Going out on a day trip to snorkel is a fun way to engage with nature and see a whole new world—the underwater world. However, this fun day trip can quickly turn into a nightmare if one of your kids gets motion sick.
Our first snorkeling trip started out exciting as the boat took off from the harbor; the water glistened; and my daughters looked for mermaids. After 3 stops to snorkel, we headed back. That was when the nightmare began—my son could no longer contain his discomfort, and he vomited.
Luckily, we saw the symptoms early enough, and I sat next to him with a bucket. For the rest of the trip, he and I sat in the designated back of the boat section. Soon, the back area was full. My son cried and moaned, and then he finally fell asleep. I had to skip lunch in order to minimize the queasy “after affects” of his experience.
As soon as the boat docked, he returned to his normal self and said, “I’m hungry!” Off to lunch we went. He was fine for the rest of the trip.
Second Attempt . . . Success
Our second snorkeling trip started out with medication. I purchased 2 types of over-the-counter motion sickness medication. The medicine worked; we enjoyed a shorter 3-hour snorkel trip that did not include lunch so we all went to eat after the trip.
Third . . . Failure & Lessons
Our third snorkeling trip started with medication, which made my son feel invincible. He convinced us to let him eat and drink. He seemed fine, until the wind increased and the sea became rougher. The medication could not stop his motion sickness, and the vomiting started.
As I sat consoling him in disbelief, I thought this trip is ruined, and there are 5 more hours to go. When the boat docked for the first snorkeling opportunity, my son looked up and said, “I want to swim and see the fish!”
So we geared the kids up, let them slide into the ocean and went snorkeling. The trip seemed redeemed until the last hour, sailing straight back without any stops and food would be served. At that point, I knew what would happen. So I offered my son a deal: No food, not even crackers for the rest of the trip, and when we dock, I will take you wherever you want to go to eat.
“Anywhere I want to go?”
He agreed. I gave him some medication, and he slept the whole way back. We kept our promise and ended up at a fast-food restaurant. The day trip turned into a success.
Fourth . . . Lessons & Rules
Here are some rules that I devised after these snorkeling trips in an attempt to help other families cope with day trips gone awry or families who simply want to know that they are not the only ones that stuff happens to as they travel.
Avoid the nightmare snorkeling trip with these 5 Simple Rules:
Rule 1: Eat a solid breakfast, something that will hold you for most of the day. I suggest having protein in whatever form appeals.
Rule 2: Pack a variety of anti-nausea medicine. There are several options available over the counter. The pros of these medicines is that they work and they allow people who are prone to motion sickness to enjoy a boat trip. The con of these medicines is the side-effect of drowsiness.

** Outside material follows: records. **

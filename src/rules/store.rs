//! # Rule Store Gateway
//!
//! Thin read/write access to wherever rules are persisted. The engine only
//! ever calls `is_installed` and `list_all`; the write side belongs to the
//! administrative surface.

use std::fs;
use std::path::{Path, PathBuf};
use std::sync::atomic::{AtomicBool, Ordering};
use std::sync::{Mutex, RwLock};

use serde::{Deserialize, Serialize};

use super::errors::{StoreError, StoreResult};
use super::rule::RuleRow;

/// Persistent rule table
///
/// `operation` is the natural key, compared case-insensitively; `upsert`
/// replaces action and magnitude of an existing row in place, keeping its
/// position.
pub trait RuleStore: Send + Sync + std::fmt::Debug {
    /// Whether the rule feature is present at all
    fn is_installed(&self) -> bool;

    /// Full scan in store order
    fn list_all(&self) -> StoreResult<Vec<RuleRow>>;

    /// Insert a row or replace the row with the same operation
    fn upsert(&self, row: &RuleRow) -> StoreResult<()>;

    /// Remove every row
    fn clear_all(&self) -> StoreResult<()>;
}

fn upsert_into(rows: &mut Vec<RuleRow>, row: &RuleRow) {
    match rows.iter_mut().find(|r| r.same_operation(&row.operation)) {
        Some(existing) => {
            existing.action = row.action.clone();
            existing.magnitude = row.magnitude;
        }
        None => rows.push(row.clone()),
    }
}

/// In-memory rule store
#[derive(Debug)]
pub struct MemRuleStore {
    rows: RwLock<Vec<RuleRow>>,
    installed: AtomicBool,
    outage: Mutex<Option<String>>,
}

impl Default for MemRuleStore {
    fn default() -> Self {
        Self {
            rows: RwLock::new(Vec::new()),
            installed: AtomicBool::new(true),
            outage: Mutex::new(None),
        }
    }
}

impl MemRuleStore {
    pub fn new() -> Self {
        Self::default()
    }

    /// Store pre-populated with rows, in the given order
    pub fn with_rows(rows: impl IntoIterator<Item = RuleRow>) -> Self {
        let store = Self::default();
        if let Ok(mut guard) = store.rows.write() {
            guard.extend(rows);
        }
        store
    }

    /// Mark the rule feature as installed or removed
    pub fn set_installed(&self, installed: bool) {
        self.installed.store(installed, Ordering::SeqCst);
    }

    /// Make every read fail with `reason` until cleared with `None`
    pub fn set_outage(&self, reason: Option<&str>) {
        if let Ok(mut outage) = self.outage.lock() {
            *outage = reason.map(str::to_string);
        }
    }

    fn check_outage(&self) -> StoreResult<()> {
        let outage = self
            .outage
            .lock()
            .map_err(|_| StoreError::Internal("Lock poisoned".into()))?;
        match outage.as_ref() {
            Some(reason) => Err(StoreError::Unavailable(reason.clone())),
            None => Ok(()),
        }
    }

    pub fn len(&self) -> usize {
        self.rows.read().map(|r| r.len()).unwrap_or(0)
    }

    pub fn is_empty(&self) -> bool {
        self.len() == 0
    }
}

impl RuleStore for MemRuleStore {
    fn is_installed(&self) -> bool {
        self.installed.load(Ordering::SeqCst)
    }

    fn list_all(&self) -> StoreResult<Vec<RuleRow>> {
        if !self.is_installed() {
            return Err(StoreError::NotInstalled);
        }
        self.check_outage()?;
        self.rows
            .read()
            .map(|rows| rows.clone())
            .map_err(|_| StoreError::Internal("Lock poisoned".into()))
    }

    fn upsert(&self, row: &RuleRow) -> StoreResult<()> {
        if !self.is_installed() {
            return Err(StoreError::NotInstalled);
        }
        let mut rows = self
            .rows
            .write()
            .map_err(|_| StoreError::Internal("Lock poisoned".into()))?;
        upsert_into(&mut rows, row);
        Ok(())
    }

    fn clear_all(&self) -> StoreResult<()> {
        if !self.is_installed() {
            return Err(StoreError::NotInstalled);
        }
        self.rows
            .write()
            .map_err(|_| StoreError::Internal("Lock poisoned".into()))?
            .clear();
        Ok(())
    }
}

/// Current on-disk format version
const FILE_FORMAT_VERSION: u32 = 1;

#[derive(Debug, Serialize, Deserialize)]
struct RuleFile {
    version: u32,
    checksum: u32,
    rules: Vec<RuleRow>,
}

fn checksum_rows(rows: &[RuleRow]) -> StoreResult<u32> {
    let canonical = serde_json::to_vec(rows)
        .map_err(|e| StoreError::Internal(format!("Failed to serialize rules: {}", e)))?;
    Ok(crc32fast::hash(&canonical))
}

/// JSON file rule store
///
/// An absent file is an empty rule set. The store counts as installed as
/// long as the directory holding the file exists.
#[derive(Debug)]
pub struct FileRuleStore {
    path: PathBuf,
    write_lock: Mutex<()>,
}

impl FileRuleStore {
    pub fn new(path: impl AsRef<Path>) -> Self {
        Self {
            path: path.as_ref().to_path_buf(),
            write_lock: Mutex::new(()),
        }
    }

    pub fn path(&self) -> &Path {
        &self.path
    }

    fn load_rows(&self) -> StoreResult<Vec<RuleRow>> {
        if !self.path.exists() {
            return Ok(Vec::new());
        }

        let content = fs::read_to_string(&self.path)
            .map_err(|e| StoreError::Io(format!("Failed to read rule store: {}", e)))?;

        if content.trim().is_empty() {
            return Ok(Vec::new());
        }

        let file: RuleFile = serde_json::from_str(&content)
            .map_err(|e| StoreError::Corrupted(format!("Failed to parse rule store: {}", e)))?;

        if file.version != FILE_FORMAT_VERSION {
            return Err(StoreError::Corrupted(format!(
                "unsupported format version {}",
                file.version
            )));
        }

        let expected = checksum_rows(&file.rules)?;
        if expected != file.checksum {
            return Err(StoreError::Corrupted(format!(
                "checksum mismatch: stored {:#010x}, computed {:#010x}",
                file.checksum, expected
            )));
        }

        Ok(file.rules)
    }

    fn save_rows(&self, rows: Vec<RuleRow>) -> StoreResult<()> {
        let file = RuleFile {
            version: FILE_FORMAT_VERSION,
            checksum: checksum_rows(&rows)?,
            rules: rows,
        };
        let content = serde_json::to_string_pretty(&file)
            .map_err(|e| StoreError::Internal(format!("Failed to serialize rules: {}", e)))?;

        // Write-then-rename so a reader never sees a half-written file
        let tmp = self.path.with_extension("json.tmp");
        fs::write(&tmp, content)
            .map_err(|e| StoreError::Io(format!("Failed to write rule store: {}", e)))?;
        fs::rename(&tmp, &self.path).map_err(|e| {
            let _ = fs::remove_file(&tmp);
            StoreError::Io(format!("Failed to replace rule store: {}", e))
        })
    }
}

impl RuleStore for FileRuleStore {
    fn is_installed(&self) -> bool {
        match self.path.parent() {
            Some(dir) if !dir.as_os_str().is_empty() => dir.is_dir(),
            _ => true,
        }
    }

    fn list_all(&self) -> StoreResult<Vec<RuleRow>> {
        if !self.is_installed() {
            return Err(StoreError::NotInstalled);
        }
        self.load_rows()
    }

    fn upsert(&self, row: &RuleRow) -> StoreResult<()> {
        if !self.is_installed() {
            return Err(StoreError::NotInstalled);
        }
        let _guard = self
            .write_lock
            .lock()
            .map_err(|_| StoreError::Internal("Lock poisoned".into()))?;
        let mut rows = self.load_rows()?;
        upsert_into(&mut rows, row);
        self.save_rows(rows)
    }

    fn clear_all(&self) -> StoreResult<()> {
        if !self.is_installed() {
            return Err(StoreError::NotInstalled);
        }
        let _guard = self
            .write_lock
            .lock()
            .map_err(|_| StoreError::Internal("Lock poisoned".into()))?;
        self.save_rows(Vec::new())
    }
}

#[cfg(test)]
mod tests {
    use super::*;
    use tempfile::TempDir;

    #[test]
    fn test_mem_upsert_replaces_in_place() {
        let store = MemRuleStore::with_rows([
            RuleRow::new("SELECT", "fail", 0),
            RuleRow::new("COMMIT", "delay", 1),
        ]);

        store.upsert(&RuleRow::new("select", "delay", 3)).unwrap();

        let rows = store.list_all().unwrap();
        assert_eq!(rows.len(), 2);
        assert_eq!(rows[0], RuleRow::new("SELECT", "delay", 3));
        assert_eq!(rows[1].operation, "COMMIT");
    }

    #[test]
    fn test_mem_uninstalled_rejects_reads() {
        let store = MemRuleStore::new();
        store.set_installed(false);
        assert!(!store.is_installed());
        assert!(matches!(store.list_all(), Err(StoreError::NotInstalled)));
    }

    #[test]
    fn test_mem_outage() {
        let store = MemRuleStore::new();
        store.set_outage(Some("connection reset"));
        assert!(matches!(store.list_all(), Err(StoreError::Unavailable(_))));
        store.set_outage(None);
        assert!(store.list_all().unwrap().is_empty());
    }

    #[test]
    fn test_file_absent_is_empty() {
        let dir = TempDir::new().unwrap();
        let store = FileRuleStore::new(dir.path().join("rules.json"));
        assert!(store.is_installed());
        assert!(store.list_all().unwrap().is_empty());
    }

    #[test]
    fn test_file_roundtrip_preserves_order() {
        let dir = TempDir::new().unwrap();
        let store = FileRuleStore::new(dir.path().join("rules.json"));

        store.upsert(&RuleRow::new("DROP TABLE", "fail", 0)).unwrap();
        store.upsert(&RuleRow::new("COMMIT", "delay", 2)).unwrap();
        store.upsert(&RuleRow::new("drop table", "terminate", 0)).unwrap();

        let reopened = FileRuleStore::new(dir.path().join("rules.json"));
        let rows = reopened.list_all().unwrap();
        assert_eq!(
            rows,
            vec![
                RuleRow::new("DROP TABLE", "terminate", 0),
                RuleRow::new("COMMIT", "delay", 2),
            ]
        );
    }

    #[test]
    fn test_file_detects_tampering() {
        let dir = TempDir::new().unwrap();
        let path = dir.path().join("rules.json");
        let store = FileRuleStore::new(&path);
        store.upsert(&RuleRow::new("COMMIT", "delay", 2)).unwrap();

        let content = fs::read_to_string(&path).unwrap();
        fs::write(&path, content.replace("\"delay\"", "\"crash\"")).unwrap();

        assert!(matches!(store.list_all(), Err(StoreError::Corrupted(_))));
    }

    #[test]
    fn test_file_missing_directory_is_not_installed() {
        let dir = TempDir::new().unwrap();
        let store = FileRuleStore::new(dir.path().join("missing").join("rules.json"));
        assert!(!store.is_installed());
        assert!(matches!(store.list_all(), Err(StoreError::NotInstalled)));
    }

    #[test]
    fn test_file_clear_all() {
        let dir = TempDir::new().unwrap();
        let store = FileRuleStore::new(dir.path().join("rules.json"));
        store.upsert(&RuleRow::new("SELECT", "fail", 0)).unwrap();
        store.clear_all().unwrap();
        assert!(store.list_all().unwrap().is_empty());
    }

    #[test]
    fn test_file_failed_replace_leaves_no_tmp() {
        let dir = TempDir::new().unwrap();
        let path = dir.path().join("rules.json");
        // A non-empty directory in the way makes the rename fail
        fs::create_dir(&path).unwrap();
        fs::write(path.join("occupant"), "x").unwrap();

        let store = FileRuleStore::new(&path);
        let err = store
            .save_rows(vec![RuleRow::new("SELECT", "fail", 0)])
            .unwrap_err();

        assert!(matches!(err, StoreError::Io(_)));
        assert!(!path.with_extension("json.tmp").exists());
    }
}
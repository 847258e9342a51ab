//! CLI module for simula
//!
//! Provides command-line interface for:
//! - rules list/add/clear: administer a rule file
//! - run: replay statements from stdin through one session

mod args;
mod commands;
mod errors;
mod io;

pub use args::{Cli, Command, RulesAction};
pub use commands::{rules_add, rules_clear, rules_list, run, run_command, run_session};
pub use errors::{CliError, CliErrorCode, CliResult};
pub use io::{read_statements, write_error, write_response};
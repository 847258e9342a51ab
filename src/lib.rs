//! simula - deterministic, rule-driven fault injection
//!
//! The engine sits in a host's operation pipeline and, driven by a small
//! externally editable rule set, forces chosen operations to fail, stall,
//! end their session or take the whole process down.

pub mod cli;
pub mod config;
pub mod core;
pub mod engine;
pub mod gate;
pub mod host;
pub mod observability;
pub mod rules;
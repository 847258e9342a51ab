//! # Rule Registry
//!
//! In-memory snapshot of the rule set. Never patched: every reload clears it
//! and rebuilds it from a full scan, in store order.

use super::errors::StoreError;
use super::rule::{Rule, RuleRow};

/// A stored row that could not become a rule
#[derive(Debug, Clone)]
pub struct SkippedRow {
    pub row: RuleRow,
    pub reason: StoreError,
}

/// Ordered rule snapshot
#[derive(Debug, Default, Clone)]
pub struct RuleRegistry {
    rules: Vec<Rule>,
}

impl RuleRegistry {
    pub fn new() -> Self {
        Self::default()
    }

    /// Drop every rule
    pub fn clear(&mut self) {
        self.rules.clear();
    }

    /// Replace the snapshot with `rows`, skipping rows that do not validate
    pub fn rebuild(&mut self, rows: &[RuleRow]) -> Vec<SkippedRow> {
        self.rules.clear();
        let mut skipped = Vec::new();

        for row in rows {
            match Rule::try_from(row) {
                Ok(rule) => self.rules.push(rule),
                Err(reason) => skipped.push(SkippedRow {
                    row: row.clone(),
                    reason,
                }),
            }
        }

        skipped
    }

    /// First rule whose operation equals `tag`, ignoring case
    ///
    /// Stores keep operations unique; if one does not, the earliest row wins.
    pub fn find(&self, tag: &str) -> Option<&Rule> {
        self.rules.iter().find(|rule| rule.matches(tag))
    }

    pub fn rules(&self) -> &[Rule] {
        &self.rules
    }

    pub fn len(&self) -> usize {
        self.rules.len()
    }

    pub fn is_empty(&self) -> bool {
        self.rules.is_empty()
    }
}
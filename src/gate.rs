//! # Connection Gate
//!
//! Runs in the host's authentication hook. While `simula.connection_refuse`
//! is on, every new connection is refused; one that reached EOF before
//! presenting credentials is closed without an error report.

use std::sync::Arc;

use thiserror::Error;

use crate::config::GlobalSettings;
use crate::core::CoreError;
use crate::observability::{Event, Logger, MetricsRegistry};

/// Outcome of the host's own authentication
#[derive(Debug, Clone, Copy, PartialEq, Eq)]
pub enum AuthStatus {
    Ok,
    Failed,
    /// Client disconnected before sending credentials
    Eof,
}

/// What the host knows about an incoming connection
#[derive(Debug, Clone, PartialEq, Eq)]
pub struct ConnectionInfo {
    pub user: String,
    pub remote_addr: Option<String>,
}

impl ConnectionInfo {
    pub fn new(user: impl Into<String>) -> Self {
        Self {
            user: user.into(),
            remote_addr: None,
        }
    }

    pub fn with_remote_addr(mut self, addr: impl Into<String>) -> Self {
        self.remote_addr = Some(addr.into());
        self
    }
}

/// Gate decisions that stop a connection
#[derive(Debug, Clone, PartialEq, Eq, Error)]
pub enum GateError {
    #[error("authentication failed by simula")]
    Refused,

    #[error("connection closed before authentication")]
    ClosedBeforeAuth,
}

impl From<GateError> for CoreError {
    fn from(e: GateError) -> Self {
        match e {
            GateError::Refused => CoreError::ConnectionRefused(e.to_string()),
            GateError::ClosedBeforeAuth => CoreError::ConnectionClosed,
        }
    }
}

/// Unconditional connection refusal policy
#[derive(Debug, Clone)]
pub struct ConnectionGate {
    settings: Arc<GlobalSettings>,
    metrics: Arc<MetricsRegistry>,
}

impl ConnectionGate {
    pub fn new(settings: Arc<GlobalSettings>, metrics: Arc<MetricsRegistry>) -> Self {
        Self { settings, metrics }
    }

    /// Decide whether the connection may proceed past authentication
    ///
    /// With refusal off this is a pass-through: the host's own `status`
    /// stays the host's business.
    pub fn check(&self, info: &ConnectionInfo, status: AuthStatus) -> Result<(), GateError> {
        if !self.settings.connections_refused() {
            return Ok(());
        }

        let remote = info.remote_addr.as_deref().unwrap_or("local");

        if status == AuthStatus::Eof {
            Logger::trace(
                Event::ConnectionDropped.as_str(),
                &[("remote_addr", remote), ("user", &info.user)],
            );
            return Err(GateError::ClosedBeforeAuth);
        }

        self.metrics.increment_connections_refused();
        Logger::warn(
            Event::ConnectionRefused.as_str(),
            &[("remote_addr", remote), ("user", &info.user)],
        );
        Err(GateError::Refused)
    }
}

Rule 3: Do not eat anything while out on the water. Only drink ginger ale (ideally one with real ginger in it like Canada Dry) and nimble on some crackers, or organic candied ginger. This rule may be hard to follow on long day trips, but it is very important. Try packing your own ginger ale, candied ginger and crackers.
Rule 4: Take medicine at the beginning of the trip and then follow up with the second dosage after swimming/snorkeling (as directed by the medicine you select). [Note, there are other options that require that you take the medication the night before. Make sure that you have the proper medication for children, appropriate to their ages.] Be proactive to prevent symptoms from appearing.
Rule 5: Treat yourself to a nice late lunch after the trip.
It is hard to know how your kids will fare out on the open sea. My advice is to be prepared for the worst. For me, one kid out of three gets seasick. When I enforce these rules, my family can have a good day trip and a great time snorkeling.
Another thing to consider is that when you are the caretaker of a child who may get sick on a boat trip, you too may need to follow the rules listed above. It really depends how well you can handle the clean up and management of your seasick child. I find it easier to follow the rules, then I can be assured that I will be okay on the trip too and that I will be able to help my child cope with riding on a choppy boat.
Another way to handle motion sickness is to not go; however, we find the benefits of snorkeling outweigh the temporary state of motion sickness (which when managed, can be mild). Seeing fish, dolphins and sea turtles in their environment — nothing beats that. My kids agree too.
Every time we go on a snorkeling trip, we know what we will face on the boat, and we work together so that we all can experience raw, true nature.